- _Work to complete_: Print out all of the data below, keeping it identical to the original.

- _Dataset entries_:
=== Section Start ===
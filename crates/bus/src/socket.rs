//! Socket construction for the bus participant.
//!
//! Two sockets per participant: a shared-port multicast receiver for
//! announcements and an ephemeral sender that doubles as the unicast event
//! inbox. SO_REUSEADDR + SO_REUSEPORT on the receiver lets every participant
//! on the host bind the same group port.

use std::collections::HashSet;
use std::io;
use std::net::{IpAddr, Ipv4Addr, SocketAddrV4};

use socket2::{Domain, Protocol, Socket, Type};
use tokio::net::UdpSocket;
use trestle_protocol::wire::MAX_DATAGRAM_SIZE;

/// Group receiver: bound to the group port on all interfaces, joined to the
/// group on loopback.
pub(crate) fn multicast_receiver(group: SocketAddrV4) -> io::Result<UdpSocket> {
    let socket = Socket::new(Domain::IPV4, Type::DGRAM, Some(Protocol::UDP))?;
    socket.set_reuse_address(true)?;
    #[cfg(unix)]
    socket.set_reuse_port(true)?;
    socket.set_recv_buffer_size(MAX_DATAGRAM_SIZE)?;

    let bind_addr = SocketAddrV4::new(Ipv4Addr::UNSPECIFIED, group.port());
    socket.bind(&bind_addr.into())?;
    socket.join_multicast_v4(group.ip(), &Ipv4Addr::LOCALHOST)?;

    socket.set_nonblocking(true)?;
    UdpSocket::from_std(socket.into())
}

/// Event sender: ephemeral port, multicast TTL 0 so announcements never
/// leave the host. Peers learn this socket's port from our announcements and
/// unicast events back to it.
pub(crate) fn event_sender() -> io::Result<UdpSocket> {
    let socket = Socket::new(Domain::IPV4, Type::DGRAM, Some(Protocol::UDP))?;
    socket.bind(&SocketAddrV4::new(Ipv4Addr::UNSPECIFIED, 0).into())?;
    socket.set_multicast_ttl_v4(0)?;
    socket.set_multicast_if_v4(&Ipv4Addr::LOCALHOST)?;
    socket.set_multicast_loop_v4(true)?;
    socket.set_nonblocking(true)?;
    UdpSocket::from_std(socket.into())
}

/// Addresses that count as "this host" for the announcement source filter.
///
/// Loopback and unspecified are always local; the primary interface address
/// is discovered by routing a connectionless UDP socket at a public address
/// and reading back the chosen source (no packet is sent).
pub(crate) fn local_addresses() -> HashSet<IpAddr> {
    let mut addrs = HashSet::new();
    addrs.insert(IpAddr::V4(Ipv4Addr::LOCALHOST));
    addrs.insert(IpAddr::V4(Ipv4Addr::UNSPECIFIED));

    if let Ok(probe) = std::net::UdpSocket::bind((Ipv4Addr::UNSPECIFIED, 0)) {
        if probe.connect(("8.8.8.8", 53)).is_ok() {
            if let Ok(addr) = probe.local_addr() {
                addrs.insert(addr.ip());
            }
        }
    }

    addrs
}

/// Whether datagrams from `source` should be treated as originating on this
/// host.
pub(crate) fn is_local(source: IpAddr, local: &HashSet<IpAddr>) -> bool {
    source.is_loopback() || local.contains(&source)
}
=== Section End ===
- _Written answer_:
filename crates/bus/src/socket.rs
//! Socket construction for the bus participant.
//!
//! Two sockets per participant: a shared-port multicast receiver for
//! announcements and an ephemeral sender that doubles as the unicast event
//! inbox. SO_REUSEADDR + SO_REUSEPORT on the receiver lets every participant
//! on the host bind the same group port.

use std::collections::HashSet;
use std::io;
use std::net::{IpAddr, Ipv4Addr, SocketAddrV4};

use socket2::{Domain, Protocol, Socket, Type};
use tokio::net::UdpSocket;
use trestle_protocol::wire::MAX_DATAGRAM_SIZE;

/// Group receiver: bound to the group port on all interfaces, joined to the
/// group on loopback.
pub(crate) fn multicast_receiver(group: SocketAddrV4) -> io::Result<UdpSocket> {
    let socket = Socket::new(Domain::IPV4, Type::DGRAM, Some(Protocol::UDP))?;
    socket.set_reuse_address(true)?;
    #[cfg(unix)]
    socket.set_reuse_port(true)?;
    socket.set_recv_buffer_size(MAX_DATAGRAM_SIZE)?;

    let bind_addr = SocketAddrV4::new(Ipv4Addr::UNSPECIFIED, group.port());
    socket.bind(&bind_addr.into())?;
    socket.join_multicast_v4(group.ip(), &Ipv4Addr::LOCALHOST)?;

    socket.set_nonblocking(true)?;
    UdpSocket::from_std(socket.into())
}

/// Event sender: ephemeral port, multicast TTL 0 so announcements never
/// leave the host. Peers learn this socket's port from our announcements and
/// unicast events back to it.
pub(crate) fn event_sender() -> io::Result<UdpSocket> {
    let socket = Socket::new(Domain::IPV4, Type::DGRAM, Some(Protocol::UDP))?;
    socket.bind(&SocketAddrV4::new(Ipv4Addr::UNSPECIFIED, 0).into())?;
    socket.set_multicast_ttl_v4(0)?;
    socket.set_multicast_if_v4(&Ipv4Addr::LOCALHOST)?;
    socket.set_multicast_loop_v4(true)?;
    socket.set_nonblocking(true)?;
    UdpSocket::from_std(socket.into())
}

/// Addresses that count as "this host" for the announcement source filter.
///
/// Loopback and unspecified are always local; the primary interface address
/// is discovered by routing a connectionless UDP socket at a public address
/// and reading back the chosen source (no packet is sent).
pub(crate) fn local_addresses() -> HashSet<IpAddr> {
    let mut addrs = HashSet::new();
    addrs.insert(IpAddr::V4(Ipv4Addr::LOCALHOST));
    addrs.insert(IpAddr::V4(Ipv4Addr::UNSPECIFIED));

    if let Ok(probe) = std::net::UdpSocket::bind((Ipv4Addr::UNSPECIFIED, 0)) {
        if probe.connect(("8.8.8.8", 53)).is_ok() {
            if let Ok(addr) = probe.local_addr() {
                addrs.insert(addr.ip());
            }
        }
    }

    addrs
}

/// Whether datagrams from `source` should be treated as originating on this
/// host.
pub(crate) fn is_local(source: IpAddr, local: &HashSet<IpAddr>) -> bool {
    source.is_loopback() || local.contains(&source)
}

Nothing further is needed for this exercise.